Back in 2010 I was able to get down to my lowest adult body weight ever... 179.. I did this by going about 95% primal.. eating, workouts, etc... but as I revisited my primal diary.. I was eating 3 times a day for a good while.. then began eating a bit less and less.... which has led me to where I am today... I am currently about 190 and resonably fit ( I continue to workout almost every day, and I eat pretty clean about 75-80% of the time)... but I would like to get back to the low 180s or maybe the 170s if possible...
The question you have is.. "why did you go back to 190 when you were 179?" - the answer is... yes.. you guessed it.. I "relaxed on my carb intake"... and as I have said... my body quickly gained some fat back..
Now that I'm trying to get really lean again, I'm wondering if I'm possibly hurting myself with the less meals that I am eating???
A typical day is.. no food until about 2:30 pm.. then I will try to eat mostly meat and cheese.. not much.. but some.. then around 6pm I will eat meat and a bit of fruit and veggies.
In 2010 for a while I was eating 3 meals a day... breakfast, lunch, and supper- all about 95% primal-.... and was still able to drop weight consistently...
Just wondering if I should perhaps go back to eating 3 meals a day to help "keep the fire burning -CW" or just continue to eat as I am.. just go really strict with the primal eating.
As always your input and suggestions are welcomed.
My body was stuck at about 190 for a long time. I'm 5'9" and I looked chubby! I had muscle, but clearly a small spare tire, too. Now I'm down to about 175 and packing on the muscle. The MOST significant thing I did that broke that last plateau was increasing my protein to about a pound a day. Yes, I also cycle through low-carb/high-fat periods and higher-carb/moderate-fat periods based on exercise intensity and what feels natural, but everything changed when I bumped up my protein. I also eat one huge meal a day (before my night shift) on my 8-day work week, sometimes coconut milk for the medium chain triglyceride rush in the morning for the busy time. So I spend a lot of time fasted! I feel those two are the most important factors - high protein and lots of time fasted every day.
Other things I feel have helped immensely, to keep my energy up and me feeling strong:
Staying high-fat most days, and getting plenty of organ meat (heart and liver, and tallow). Basically, try to eat the whole animal as much as possible! And, yes, fresh wild greens and cooked organic veggies, mushrooms, eggs, the whole menu - but focusing the dollar on high-quality protein.
Eating seafood regularly, at least twice a week for iodine, and to get the whole animal. Small, canned fish are a great way to eat brain and eyes without to much yuck factor. Oysters work, too!
Sprinting, climbing things and lifting heavy, and walking many hours a day.

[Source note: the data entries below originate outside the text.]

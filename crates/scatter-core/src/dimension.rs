// File: crates/scatter-core/src/dimension.rs
// Summary: Closed dimension enums for the two axis groups.

use std::fmt;
use std::str::FromStr;

use crate::dataset::DataRecord;
use crate::error::ChartError;

/// Dimensions eligible to drive the horizontal axis.
#[derive(Clone, Copy, Debug, PartialEq, Eq)]
pub enum XDimension {
    Poverty,
    Age,
    Income,
}

/// Dimensions eligible to drive the vertical axis.
#[derive(Clone, Copy, Debug, PartialEq, Eq)]
pub enum YDimension {
    Obesity,
    Smokes,
    Healthcare,
}

/// A clicked axis caption, resolved to the axis group that owns it.
#[derive(Clone, Copy, Debug, PartialEq, Eq)]
pub enum DimensionChoice {
    X(XDimension),
    Y(YDimension),
}

impl XDimension {
    pub const ALL: [XDimension; 3] = [XDimension::Poverty, XDimension::Age, XDimension::Income];

    pub fn value_of(&self, r: &DataRecord) -> f64 {
        match self {
            XDimension::Poverty => r.poverty,
            XDimension::Age => r.age,
            XDimension::Income => r.income,
        }
    }

    /// Axis caption shown under the plot.
    pub fn caption(&self) -> &'static str {
        match self {
            XDimension::Poverty => "In Poverty (%)",
            XDimension::Age => "Age (Median)",
            XDimension::Income => "Household Income (Median)",
        }
    }

    /// Short prefix used in tooltip lines.
    pub fn tooltip_prefix(&self) -> &'static str {
        match self {
            XDimension::Poverty => "Poverty:",
            XDimension::Age => "Age:",
            XDimension::Income => "Income:",
        }
    }

    /// Dataset column name.
    pub fn key(&self) -> &'static str {
        match self {
            XDimension::Poverty => "poverty",
            XDimension::Age => "age",
            XDimension::Income => "income",
        }
    }
}

impl YDimension {
    pub const ALL: [YDimension; 3] = [YDimension::Obesity, YDimension::Smokes, YDimension::Healthcare];

    pub fn value_of(&self, r: &DataRecord) -> f64 {
        match self {
            YDimension::Obesity => r.obesity,
            YDimension::Smokes => r.smokes,
            YDimension::Healthcare => r.healthcare,
        }
    }

    pub fn caption(&self) -> &'static str {
        match self {
            YDimension::Obesity => "Obese (%)",
            YDimension::Smokes => "Smokes (%)",
            YDimension::Healthcare => "Lacks Healthcare (%)",
        }
    }

    pub fn tooltip_prefix(&self) -> &'static str {
        match self {
            YDimension::Obesity => "Obesity:",
            YDimension::Smokes => "Smokes:",
            YDimension::Healthcare => "Healthcare:",
        }
    }

    pub fn key(&self) -> &'static str {
        match self {
            YDimension::Obesity => "obesity",
            YDimension::Smokes => "smokes",
            YDimension::Healthcare => "healthcare",
        }
    }
}

impl fmt::Display for XDimension {
    fn fmt(&self, f: &mut fmt::Formatter<'_>) -> fmt::Result {
        f.write_str(self.key())
    }
}

impl fmt::Display for YDimension {
    fn fmt(&self, f: &mut fmt::Formatter<'_>) -> fmt::Result {
        f.write_str(self.key())
    }
}

impl FromStr for XDimension {
    type Err = ChartError;
    fn from_str(s: &str) -> Result<Self, Self::Err> {
        match s.trim().to_lowercase().as_str() {
            "poverty" => Ok(XDimension::Poverty),
            "age" => Ok(XDimension::Age),
            "income" => Ok(XDimension::Income),
            other => Err(ChartError::UnknownDimension(other.to_string())),
        }
    }
}

impl FromStr for YDimension {
    type Err = ChartError;
    fn from_str(s: &str) -> Result<Self, Self::Err> {
        match s.trim().to_lowercase().as_str() {
            "obesity" => Ok(YDimension::Obesity),
            "smokes" => Ok(YDimension::Smokes),
            "healthcare" => Ok(YDimension::Healthcare),
            other => Err(ChartError::UnknownDimension(other.to_string())),
        }
    }
}

impl FromStr for DimensionChoice {
    type Err = ChartError;

    /// Resolve a column name to its owning axis group; x names win first.
    fn from_str(s: &str) -> Result<Self, Self::Err> {
        if let Ok(x) = s.parse::<XDimension>() {
            return Ok(DimensionChoice::X(x));
        }
        s.parse::<YDimension>().map(DimensionChoice::Y)
    }
}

I don't eat dairy, nuts or sweet fruit on a regular basis. I was a sugar bug too long and it gets me craving candy. Nuts, once a week. Dairy, rarely. My fruits are granny smith apples, berries, avocado, foraged food in the forest or apples from local trees, etc. These do not seem to trigger cravings. Dark chocolate is still a good friend, I just get the darkest I can!
Oh, oh! Coffee and tea (make you own from wild herbs!) go a long way in keeping the hand and mouth occupied when you're just biding time and doing nothing.
Read The Warrior Diet by Ori Hofmeckler. It sounds like you need a shift in your cycle, maybe from meals to intermittent fasting. You could try the advanced version of Warrior which is 3 higher calorie days followed by 3 low cal days. I do this & on the low cal days I eat no carbs. Might help or at least help you fine tune.
Agree also with high fat recommendation, great to do on low/no carb days.